Pensavo che vivere con me, stare con me fosse già un livello sufficiente, ma… sono cinque anni che tieni questo zaino aggiornato, sapendo che potrei usarlo per andare via in qualsiasi momento, senza preavviso.” Steve annuì.

“Non voglio costringerti a stare qui, se non è quello che vuoi.”

Bucky sollevò gli occhi al soffitto, emettendo un lungo sospiro di rassegnazione, e chiuse gli ultimi due passi che lo separavano da Steve. Allargò le braccia, per abbracciarlo, e l’altro reagì automaticamente allargando le proprie. Bucky spinse il proprio viso sul collo di Steve e gli lasciò un bacio lì, sentendolo tremare da capo a piedi.

“Sei un imbecille.” Sussurrò, staccandosi quel poco che bastava per baciarlo sulle labbra. Steve sembrò sciogliersi, e Bucky lo tirò fino a che non si sedette sul letto, con Stevie con le ginocchia ai lati delle sue gambe sul materasso, avvinghiato come un koala.

“E tu un cretino.” Gli rispose automaticamente. “Quindi non te ne vai?” chiese, praticamente parlandogli nella spalla sinistra. Bucky sollevò entrambe le braccia e portò la mano destra sulla nuca dell’altro.

“No, non me ne vado. E la prima cosa che farò quando ti sentirai di staccarti sarà disfare lo zaino. Non voglio che tu abbia nella testa che io voglia una via d’uscita. Sì, a volte penso che sarebbe meglio se stessi lontano da te,” le braccia che si stringevano convulse attorno a lui e il gemito impaurito di Steve gli fecero ben capire cosa pensasse di quella frase, “ma non ci riesco. Non sei l’unico egoista, e sarò con te fino alla fine, a chuisle.” La voce gli si ruppe sul finale ma non importava. Steve spostò leggermente il viso e lo baciò nuovamente, e fu il turno di Bucky di gemere, per ragioni del tutto diverse. Si stesero, uno di fronte all’altro, con lo zaino che era volato a terra, le lenzuola intrappolate sopra, e i bagel avrebbero aspettato. Steve lo riprese tra le braccia e Bucky si lasciò stringere forte, ricambiando la stretta.

“Mi hai fatto paura.” Iniziò Rogers, “Non per la mano attorno alla gola, hai stretto solo per un secondo, ma perché gridavi terrorizzato. Non sapevo cosa fare.”

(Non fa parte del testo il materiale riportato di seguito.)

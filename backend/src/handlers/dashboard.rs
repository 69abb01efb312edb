//! Dashboard handler

use axum::{extract::State, Json};

use crate::error::AppResult;
use crate::middleware::CurrentUser;
use crate::services::dashboard::{DashboardService, DashboardSummary};
use crate::AppState;

/// Landing page figures
pub async fn get_dashboard(
    State(state): State<AppState>,
    _current_user: CurrentUser,
) -> AppResult<Json<DashboardSummary>> {
    let service = DashboardService::new(state.db, &state.config);
    let summary = service.summary().await?;
    Ok(Json(summary))
}
//! Validation utilities for the ERP back-office

use chrono::NaiveDate;
use rust_decimal::Decimal;

/// Longest accepted stock movement reason
pub const MAX_REASON_LEN: usize = 100;

/// Longest accepted product reference
pub const MAX_REFERENCE_LEN: usize = 50;

// ============================================================================
// Catalogue Validations
// ============================================================================

/// Validate a product reference after normalisation
/// Accepts uppercase letters, digits, '-', '_' and '.'
pub fn validate_reference(reference: &str) -> Result<(), &'static str> {
    if reference.is_empty() {
        return Err("Reference is required");
    }
    if reference.chars().count() > MAX_REFERENCE_LEN {
        return Err("Reference must be at most 50 characters");
    }
    if !reference
        .chars()
        .all(|c| c.is_ascii_uppercase() || c.is_ascii_digit() || matches!(c, '-' | '_' | '.'))
    {
        return Err("Reference may only contain letters, digits, '-', '_' and '.'");
    }
    Ok(())
}

/// Validate a unit price (strictly positive)
pub fn validate_price(price: Decimal) -> Result<(), &'static str> {
    if price <= Decimal::ZERO {
        return Err("Price must be greater than zero");
    }
    Ok(())
}

/// Validate min/max stock thresholds
pub fn validate_stock_thresholds(min_stock: i32, max_stock: i32) -> Result<(), &'static str> {
    if min_stock < 0 {
        return Err("Minimum stock cannot be negative");
    }
    if max_stock < min_stock {
        return Err("Maximum stock must be greater than or equal to minimum stock");
    }
    Ok(())
}

/// Validate a stock level written directly (initial stock, adjustment)
pub fn validate_stock_level(level: i32) -> Result<(), &'static str> {
    if level < 0 {
        return Err("Stock cannot be negative");
    }
    Ok(())
}

// ============================================================================
// Order and Stock Validations
// ============================================================================

/// Validate an order line quantity
pub fn validate_line_quantity(quantity: i32) -> Result<(), &'static str> {
    if quantity <= 0 {
        return Err("Quantity must be at least 1");
    }
    Ok(())
}

/// Validate a stock movement reason (1-100 characters after trimming)
pub fn validate_reason(reason: &str) -> Result<(), &'static str> {
    let trimmed = reason.trim();
    if trimmed.is_empty() {
        return Err("Reason is required");
    }
    if trimmed.chars().count() > MAX_REASON_LEN {
        return Err("Reason must be at most 100 characters");
    }
    Ok(())
}

// ============================================================================
// General Validations
// ============================================================================

/// Validate a required free-text field
pub fn validate_required(value: &str) -> Result<(), &'static str> {
    if value.trim().is_empty() {
        return Err("This field is required");
    }
    Ok(())
}

/// Validate that a period does not end before it starts
pub fn validate_date_range(start: NaiveDate, end: NaiveDate) -> Result<(), &'static str> {
    if end < start {
        return Err("End date must be on or after start date");
    }
    Ok(())
}

#[cfg(test)]
mod tests {
    use super::*;
    use std::str::FromStr;

    #[test]
    fn test_validate_reference() {
        assert!(validate_reference("P-HYDR-001").is_ok());
        assert!(validate_reference("VALVE_2.5").is_ok());
        assert!(validate_reference("").is_err());
        assert!(validate_reference("p-lower").is_err());
        assert!(validate_reference("A B").is_err());
        assert!(validate_reference(&"X".repeat(51)).is_err());
    }

    #[test]
    fn test_validate_price() {
        assert!(validate_price(Decimal::from_str("0.01").unwrap()).is_ok());
        assert!(validate_price(Decimal::ZERO).is_err());
        assert!(validate_price(Decimal::from(-3)).is_err());
    }

    #[test]
    fn test_validate_stock_thresholds() {
        assert!(validate_stock_thresholds(5, 100).is_ok());
        assert!(validate_stock_thresholds(0, 0).is_ok());
        assert!(validate_stock_thresholds(-1, 10).is_err());
        assert!(validate_stock_thresholds(10, 5).is_err());
    }

    #[test]
    fn test_validate_line_quantity() {
        assert!(validate_line_quantity(1).is_ok());
        assert!(validate_line_quantity(0).is_err());
        assert!(validate_line_quantity(-2).is_err());
    }

    #[test]
    fn test_validate_reason() {
        assert!(validate_reason("Inventory count").is_ok());
        assert!(validate_reason("   ").is_err());
        assert!(validate_reason(&"r".repeat(100)).is_ok());
        assert!(validate_reason(&"r".repeat(101)).is_err());
    }

    #[test]
    fn test_validate_date_range() {
        let a = NaiveDate::from_ymd_opt(2024, 1, 10).unwrap();
        let b = NaiveDate::from_ymd_opt(2024, 1, 11).unwrap();
        assert!(validate_date_range(a, b).is_ok());
        assert!(validate_date_range(a, a).is_ok());
        assert!(validate_date_range(b, a).is_err());
    }
}
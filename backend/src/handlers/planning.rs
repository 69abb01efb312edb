//! HTTP handlers for the planning calendar

use axum::{
    extract::{Path, Query, State},
    http::StatusCode,
    Json,
};
use uuid::Uuid;

use crate::error::AppResult;
use crate::extract::ApiJson;
use crate::middleware::CurrentUser;
use crate::services::planning::{
    CreateEventInput, ListEventsQuery, PlanningEventView, PlanningOverview, PlanningService,
};
use crate::AppState;

/// Planning board
pub async fn get_planning_overview(
    State(state): State<AppState>,
    _current_user: CurrentUser,
) -> AppResult<Json<PlanningOverview>> {
    let service = PlanningService::new(state.db, &state.config);
    let overview = service.overview().await?;
    Ok(Json(overview))
}

/// List planning events
pub async fn list_events(
    State(state): State<AppState>,
    _current_user: CurrentUser,
    Query(query): Query<ListEventsQuery>,
) -> AppResult<Json<Vec<PlanningEventView>>> {
    let service = PlanningService::new(state.db, &state.config);
    let events = service.list_events(query).await?;
    Ok(Json(events))
}

/// Add a planning event
pub async fn add_event(
    State(state): State<AppState>,
    CurrentUser(user): CurrentUser,
    ApiJson(input): ApiJson<CreateEventInput>,
) -> AppResult<(StatusCode, Json<PlanningEventView>)> {
    let service = PlanningService::new(state.db, &state.config);
    let event = service.add_event(user.user_id, input).await?;
    Ok((StatusCode::CREATED, Json(event)))
}

/// Delete a planning event
pub async fn delete_event(
    State(state): State<AppState>,
    CurrentUser(user): CurrentUser,
    Path(event_id): Path<Uuid>,
) -> AppResult<StatusCode> {
    user.require_manager()?;

    let service = PlanningService::new(state.db, &state.config);
    service.delete_event(event_id).await?;
    Ok(StatusCode::NO_CONTENT)
}
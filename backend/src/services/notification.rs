//! Notification service
//!
//! In-app notifications per user, plus the checks that raise them for
//! delayed orders, upcoming deliveries and low stock.

use chrono::{DateTime, NaiveDate, Utc};
use serde::{Deserialize, Serialize};
use shared::{
    delayed_order_notice, is_upcoming, low_stock_notice, upcoming_delivery_notice,
    NotificationDraft, NotificationType, OrderStatus,
};
use sqlx::{FromRow, PgPool};
use uuid::Uuid;

use crate::config::Config;
use crate::error::{AppError, AppResult};

/// Notification service for in-app alerts
#[derive(Clone)]
pub struct NotificationService {
    db: PgPool,
    upcoming_window_days: i64,
    low_stock_preview: usize,
}

/// Notification record
#[derive(Debug, Clone, Serialize, FromRow)]
pub struct Notification {
    pub id: Uuid,
    pub user_id: Uuid,
    pub title: String,
    pub message: String,
    pub notification_type: String,
    pub related_order_id: Option<Uuid>,
    pub is_read: bool,
    pub created_at: DateTime<Utc>,
}

/// Query parameters for listing notifications
#[derive(Debug, Default, Deserialize)]
pub struct ListNotificationsQuery {
    pub unread_only: Option<bool>,
    pub notification_type: Option<String>,
    pub limit: Option<i64>,
}

#[derive(Debug, FromRow)]
struct DueOrder {
    id: Uuid,
    order_number: String,
    delivery_date: NaiveDate,
}

fn type_filter(raw: Option<&str>) -> AppResult<Option<NotificationType>> {
    raw.filter(|s| !s.is_empty())
        .map(|s| {
            s.parse::<NotificationType>()
                .map_err(|e| AppError::validation("notification_type", e.to_string()))
        })
        .transpose()
}

const NOTIFICATION_COLUMNS: &str =
    "id, user_id, title, message, notification_type, related_order_id, is_read, created_at";

impl NotificationService {
    /// Create a new NotificationService instance
    pub fn new(db: PgPool, config: &Config) -> Self {
        Self {
            db,
            upcoming_window_days: config.notifications.upcoming_window_days,
            low_stock_preview: config.notifications.low_stock_preview,
        }
    }

    // ========================================================================
    // In-App Notifications
    // ========================================================================

    /// Notifications of a user, newest first
    pub async fn list_notifications(
        &self,
        user_id: Uuid,
        query: ListNotificationsQuery,
    ) -> AppResult<Vec<Notification>> {
        let notification_type = type_filter(query.notification_type.as_deref())?;

        let notifications = sqlx::query_as::<_, Notification>(&format!(
            r#"
            SELECT {}
            FROM notifications
            WHERE user_id = $1
              AND (NOT $2 OR is_read = false)
              AND ($3::text IS NULL OR notification_type = $3)
            ORDER BY created_at DESC
            LIMIT $4
            "#,
            NOTIFICATION_COLUMNS
        ))
        .bind(user_id)
        .bind(query.unread_only.unwrap_or(false))
        .bind(notification_type.map(|t| t.as_str()))
        .bind(shared::clamp_limit(query.limit))
        .fetch_all(&self.db)
        .await?;

        Ok(notifications)
    }

    /// Get unread notification count
    pub async fn get_unread_count(&self, user_id: Uuid) -> AppResult<i64> {
        let count = sqlx::query_scalar::<_, i64>(
            "SELECT COUNT(*) FROM notifications WHERE user_id = $1 AND is_read = false",
        )
        .bind(user_id)
        .fetch_one(&self.db)
        .await?;

        Ok(count)
    }

    /// Mark notification as read
    pub async fn mark_as_read(&self, user_id: Uuid, notification_id: Uuid) -> AppResult<()> {
        let result = sqlx::query(
            "UPDATE notifications SET is_read = true WHERE id = $1 AND user_id = $2",
        )
        .bind(notification_id)
        .bind(user_id)
        .execute(&self.db)
        .await?;

        if result.rows_affected() == 0 {
            return Err(AppError::NotFound("Notification".to_string()));
        }

        Ok(())
    }

    /// Mark all notifications as read
    pub async fn mark_all_as_read(&self, user_id: Uuid) -> AppResult<i64> {
        let result = sqlx::query(
            "UPDATE notifications SET is_read = true WHERE user_id = $1 AND is_read = false",
        )
        .bind(user_id)
        .execute(&self.db)
        .await?;

        Ok(result.rows_affected() as i64)
    }

    /// Store a notification unless the same one is already waiting unread
    async fn store(&self, user_id: Uuid, draft: NotificationDraft) -> AppResult<Option<Notification>> {
        let notification = sqlx::query_as::<_, Notification>(&format!(
            r#"
            INSERT INTO notifications (id, user_id, title, message, notification_type, related_order_id)
            SELECT $1, $2, $3, $4, $5, $6
            WHERE NOT EXISTS (
                SELECT 1 FROM notifications
                WHERE user_id = $2
                  AND is_read = false
                  AND notification_type = $5
                  AND related_order_id IS NOT DISTINCT FROM $6
                  AND message = $4
            )
            RETURNING {}
            "#,
            NOTIFICATION_COLUMNS
        ))
        .bind(Uuid::new_v4())
        .bind(user_id)
        .bind(&draft.title)
        .bind(&draft.message)
        .bind(draft.notification_type.as_str())
        .bind(draft.related_order_id)
        .fetch_optional(&self.db)
        .await?;

        Ok(notification)
    }

    // ========================================================================
    // Notification Triggers
    // ========================================================================

    /// Build the notices that apply today
    async fn collect_drafts(&self, today: NaiveDate) -> AppResult<Vec<NotificationDraft>> {
        let mut drafts = Vec::new();

        let delayed = sqlx::query_as::<_, DueOrder>(
            r#"
            SELECT id, order_number, delivery_date
            FROM orders
            WHERE delivery_date < $1 AND status IN ('draft', 'confirmed', 'in_production')
            ORDER BY delivery_date, order_number
            "#,
        )
        .bind(today)
        .fetch_all(&self.db)
        .await?;
        drafts.extend(delayed.iter().map(|order| {
            delayed_order_notice(order.id, &order.order_number, order.delivery_date, today)
        }));

        let scheduled = sqlx::query_as::<_, DueOrder>(
            r#"
            SELECT id, order_number, delivery_date
            FROM orders
            WHERE delivery_date >= $1 AND status = ANY($2)
            ORDER BY delivery_date, order_number
            "#,
        )
        .bind(today)
        .bind(vec![
            OrderStatus::Confirmed.as_str(),
            OrderStatus::InProduction.as_str(),
        ])
        .fetch_all(&self.db)
        .await?;
        drafts.extend(
            scheduled
                .iter()
                .filter(|order| is_upcoming(order.delivery_date, today, self.upcoming_window_days))
                .map(|order| {
                    upcoming_delivery_notice(order.id, &order.order_number, order.delivery_date, today)
                }),
        );

        let low_stock = sqlx::query_scalar::<_, String>(
            r#"
            SELECT reference
            FROM products
            WHERE is_active AND current_stock <= min_stock
            ORDER BY reference
            "#,
        )
        .fetch_all(&self.db)
        .await?;
        drafts.extend(low_stock_notice(&low_stock, self.low_stock_preview));

        Ok(drafts)
    }

    /// Run every check for a user and return the notifications created
    pub async fn generate(&self, user_id: Uuid) -> AppResult<Vec<Notification>> {
        let today = Utc::now().date_naive();
        let drafts = self.collect_drafts(today).await?;

        let mut created = Vec::new();
        for draft in drafts {
            if let Some(notification) = self.store(user_id, draft).await? {
                created.push(notification);
            }
        }

        tracing::info!(user_id = %user_id, created = created.len(), "Notifications generated");
        Ok(created)
    }
}
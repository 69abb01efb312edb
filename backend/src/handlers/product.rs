//! HTTP handlers for product catalogue endpoints

use axum::{
    extract::{Path, Query, State},
    http::StatusCode,
    Json,
};
use uuid::Uuid;

use crate::error::AppResult;
use crate::extract::ApiJson;
use crate::middleware::CurrentUser;
use crate::services::product::{
    CreateProductInput, ListProductsQuery, ProductResponse, ProductService, UpdateProductInput,
};
use crate::services::Actor;
use crate::AppState;

/// List products
pub async fn list_products(
    State(state): State<AppState>,
    _current_user: CurrentUser,
    Query(query): Query<ListProductsQuery>,
) -> AppResult<Json<Vec<ProductResponse>>> {
    let service = ProductService::new(state.db);
    let products = service.list_products(query).await?;
    Ok(Json(products))
}

/// Create a product
pub async fn create_product(
    State(state): State<AppState>,
    CurrentUser(user): CurrentUser,
    ApiJson(input): ApiJson<CreateProductInput>,
) -> AppResult<(StatusCode, Json<ProductResponse>)> {
    let service = ProductService::new(state.db);
    let product = service.create_product(input, &Actor::from(&user)).await?;
    Ok((StatusCode::CREATED, Json(product)))
}

/// Get a product
pub async fn get_product(
    State(state): State<AppState>,
    _current_user: CurrentUser,
    Path(product_id): Path<Uuid>,
) -> AppResult<Json<ProductResponse>> {
    let service = ProductService::new(state.db);
    let product = service.get_product(product_id).await?;
    Ok(Json(product))
}

/// Update a product
pub async fn update_product(
    State(state): State<AppState>,
    _current_user: CurrentUser,
    Path(product_id): Path<Uuid>,
    ApiJson(input): ApiJson<UpdateProductInput>,
) -> AppResult<Json<ProductResponse>> {
    let service = ProductService::new(state.db);
    let product = service.update_product(product_id, input).await?;
    Ok(Json(product))
}

/// Delete a product that no order uses
pub async fn delete_product(
    State(state): State<AppState>,
    CurrentUser(user): CurrentUser,
    Path(product_id): Path<Uuid>,
) -> AppResult<StatusCode> {
    user.require_manager()?;

    let service = ProductService::new(state.db);
    service.delete_product(product_id).await?;
    Ok(StatusCode::NO_CONTENT)
}

/// Archive a product
pub async fn archive_product(
    State(state): State<AppState>,
    CurrentUser(user): CurrentUser,
    Path(product_id): Path<Uuid>,
) -> AppResult<Json<ProductResponse>> {
    user.require_manager()?;

    let service = ProductService::new(state.db);
    let product = service.archive_product(product_id).await?;
    Ok(Json(product))
}

/// Restore an archived product
pub async fn restore_product(
    State(state): State<AppState>,
    CurrentUser(user): CurrentUser,
    Path(product_id): Path<Uuid>,
) -> AppResult<Json<ProductResponse>> {
    user.require_manager()?;

    let service = ProductService::new(state.db);
    let product = service.restore_product(product_id).await?;
    Ok(Json(product))
}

“Tu hai dei problemi con le priorità.” Gli rispose Bucky. “Stavo per strozzarti, e tu ti spaventi per me.”

“Ehi, dammi un po’ di credito, so gestire le aggressioni ma non posso proteggerti dagli incubi.”

Rimasero ancora qualche minuto in silenzio, fino a che Barnes non prese il coraggio a quattro mani.

“Scusa per aver detto che dovevi abbattermi anni fa.” Steve strofinò il naso sul suo, toccando fronte con fronte.

“Non per aver detto che sei un mostro?” Bucky fece diniego con la testa.

“Non sono ancora così avanti. Accontentati. Cretino.”

“Imbecille. Non sei un mostro e non accetto repliche.”

Bucky per una volta non ribatté. Lasciò che Steve si prendesse cura di lui, baciandogli le nocche della mano sinistra, e poi zittandolo quando stava per dire qualcosa con un lungo ed esplicativo bacio sulle labbra.